# Old fashioned brush rollers



## wvpumpkin (Jul 25, 2006)

My mom used to use brush rollers, I think she called them cascade rollers. I wonder how they would work on straight shoulder length hair. I wonder if they would just put body or would they curl well?? I would never sleep in them, like mom did, because her hair was really short, I would be afraid mine would tangle.


----------



## Gwendela (Jul 25, 2006)

I think how much curl would depend on how you roll your hair in them. I've not heard of cascade but I've heard people refer to their rolled hair as having a cascade of curls. I think conair still makes brush rollers or you could even try velcro.

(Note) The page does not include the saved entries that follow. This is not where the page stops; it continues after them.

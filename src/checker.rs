use chrono::{DateTime, Utc};

use crate::prober::Prober;
use crate::report::Reporter;
use crate::targets::AddressRecord;

/// Outcome of a full pass over the target list.
#[derive(Debug, Clone)]
pub struct ScanSummary {
    pub total: usize,
    /// Reachable targets, in input order.
    pub reachable: Vec<AddressRecord>,
    pub started: DateTime<Utc>,
    pub finished: DateTime<Utc>,
}

impl ScanSummary {
    pub fn elapsed_secs(&self) -> f64 {
        (self.finished - self.started).num_milliseconds() as f64 / 1000.0
    }
}

/// Probes targets one at a time and reports each result before moving on.
pub struct Checker<'a> {
    prober: &'a dyn Prober,
    reporter: &'a mut dyn Reporter,
}

impl<'a> Checker<'a> {
    pub fn new(prober: &'a dyn Prober, reporter: &'a mut dyn Reporter) -> Self {
        Self { prober, reporter }
    }

    pub async fn check_all(&mut self, targets: &[AddressRecord]) -> ScanSummary {
        let started = Utc::now();
        let mut reachable = Vec::new();

        for target in targets {
            let is_reachable = self.prober.is_reachable(target).await;

            if let Err(e) = self.reporter.report(target, is_reachable) {
                tracing::warn!(error = %e, "failed to print result");
            }

            if is_reachable {
                reachable.push(target.clone());
            }
        }

        let summary = ScanSummary {
            total: targets.len(),
            reachable,
            started,
            finished: Utc::now(),
        };

        tracing::debug!(
            total = summary.total,
            reachable = summary.reachable.len(),
            elapsed = summary.elapsed_secs(),
            "scan finished"
        );
        summary
    }
}

#[cfg(test)]
mod tests {
    use super::*;
    use crate::prober::ProbeStatus;
    use crate::report::PlainReporter;
    use async_trait::async_trait;
    use std::collections::HashSet;
    use std::sync::Mutex;

    /// Answers from a fixed set of open ports and records the probe order.
    struct FakeProber {
        open: HashSet<String>,
        seen: Mutex<Vec<String>>,
    }

    impl FakeProber {
        fn new(open: &[&str]) -> Self {
            Self {
                open: open.iter().map(|s| s.to_string()).collect(),
                seen: Mutex::new(Vec::new()),
            }
        }
    }

    #[async_trait]
    impl Prober for FakeProber {
        async fn probe(&self, target: &AddressRecord) -> ProbeStatus {
            self.seen.lock().unwrap().push(target.to_string());
            if self.open.contains(&target.to_string()) {
                ProbeStatus::Open
            } else {
                ProbeStatus::Refused
            }
        }
    }

    fn targets() -> Vec<AddressRecord> {
        vec![
            AddressRecord::new("5.6.7.8", "9050"),
            AddressRecord::new("10.0.0.1", "3128"),
            AddressRecord::new("1.2.3.4", "1080"),
            AddressRecord::new("5.6.7.8", "9050"),
        ]
    }

    #[tokio::test]
    async fn test_order_is_preserved() {
        let prober = FakeProber::new(&["1.2.3.4:1080", "5.6.7.8:9050"]);
        let mut out = Vec::new();
        let mut reporter = PlainReporter::new(&mut out);

        let summary = Checker::new(&prober, &mut reporter)
            .check_all(&targets())
            .await;

        assert_eq!(summary.total, 4);
        assert_eq!(
            summary.reachable,
            vec![
                AddressRecord::new("5.6.7.8", "9050"),
                AddressRecord::new("1.2.3.4", "1080"),
                AddressRecord::new("5.6.7.8", "9050"),
            ]
        );
        assert_eq!(
            *prober.seen.lock().unwrap(),
            vec!["5.6.7.8:9050", "10.0.0.1:3128", "1.2.3.4:1080", "5.6.7.8:9050"]
        );

        drop(reporter);
        assert_eq!(
            String::from_utf8(out).unwrap(),
            "[+] 5.6.7.8:9050\n[-] 10.0.0.1:3128\n[+] 1.2.3.4:1080\n[+] 5.6.7.8:9050\n"
        );
        assert!(summary.finished >= summary.started);
    }

    #[tokio::test]
    async fn test_empty_list() {
        let prober = FakeProber::new(&[]);
        let mut reporter = PlainReporter::new(Vec::new());

        let summary = Checker::new(&prober, &mut reporter).check_all(&[]).await;

        assert_eq!(summary.total, 0);
        assert!(summary.reachable.is_empty());
    }

    #[tokio::test]
    async fn test_against_real_listener() {
        use crate::prober::TcpProber;
        use tokio::net::TcpListener;

        let listener = TcpListener::bind("127.0.0.1:0").await.unwrap();
        let open = listener.local_addr().unwrap().port().to_string();
        let closed = {
            let l = TcpListener::bind("127.0.0.1:0").await.unwrap();
            l.local_addr().unwrap().port().to_string()
        };

        let prober = TcpProber::default();
        let mut reporter = PlainReporter::new(Vec::new());
        let list = vec![
            AddressRecord::new("127.0.0.1", closed),
            AddressRecord::new("127.0.0.1", open.clone()),
        ];

        let summary = Checker::new(&prober, &mut reporter).check_all(&list).await;
        assert_eq!(summary.reachable, vec![AddressRecord::new("127.0.0.1", open)]);
    }
}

I always hated sleeping in hair rollers. I loved it when the caruso set came out.


----------



## wvpumpkin (Jul 25, 2006)

Originally Posted by *oobladi* I think how much curl would depend on how you roll your hair in them. I've not heard of cascade but I've heard people refer to their rolled hair as having a cascade of curls. I think conair still makes brush rollers or you could even try velcro.
I always hated sleeping in hair rollers. I loved it when the caruso set came out.

Do the caruso rollers damage with heat like a curling iron etc?? I used to own a set, that you added salt to, a long time ago. Would they be healthy for my hair??? Also I tried the velcro, and they put a little body, but if fell right out.


----------



## Gwendela (Jul 25, 2006)

Originally Posted by *wvpumpkin* Do the caruso rollers damage with heat like a curling iron etc?? I used to own a set, that you added salt to, a long time ago. Would they be healthy for my hair??? Also I tried the velcro, and they put a little body, but if fell right out. Since it's steam heat I don't think it's as damaging as direct heat but I may be wrong. Hopefully our hair guru will jump in and give you the scoop.


----------



## NYAngel98 (Jul 26, 2006)

Steam isn't too bad... it'll form the hair to the curler easier. Just be sure to let them fully cool or blast em' with the cool shot on the dryer so that the cuticle closes and the hair is formed to the shape


----------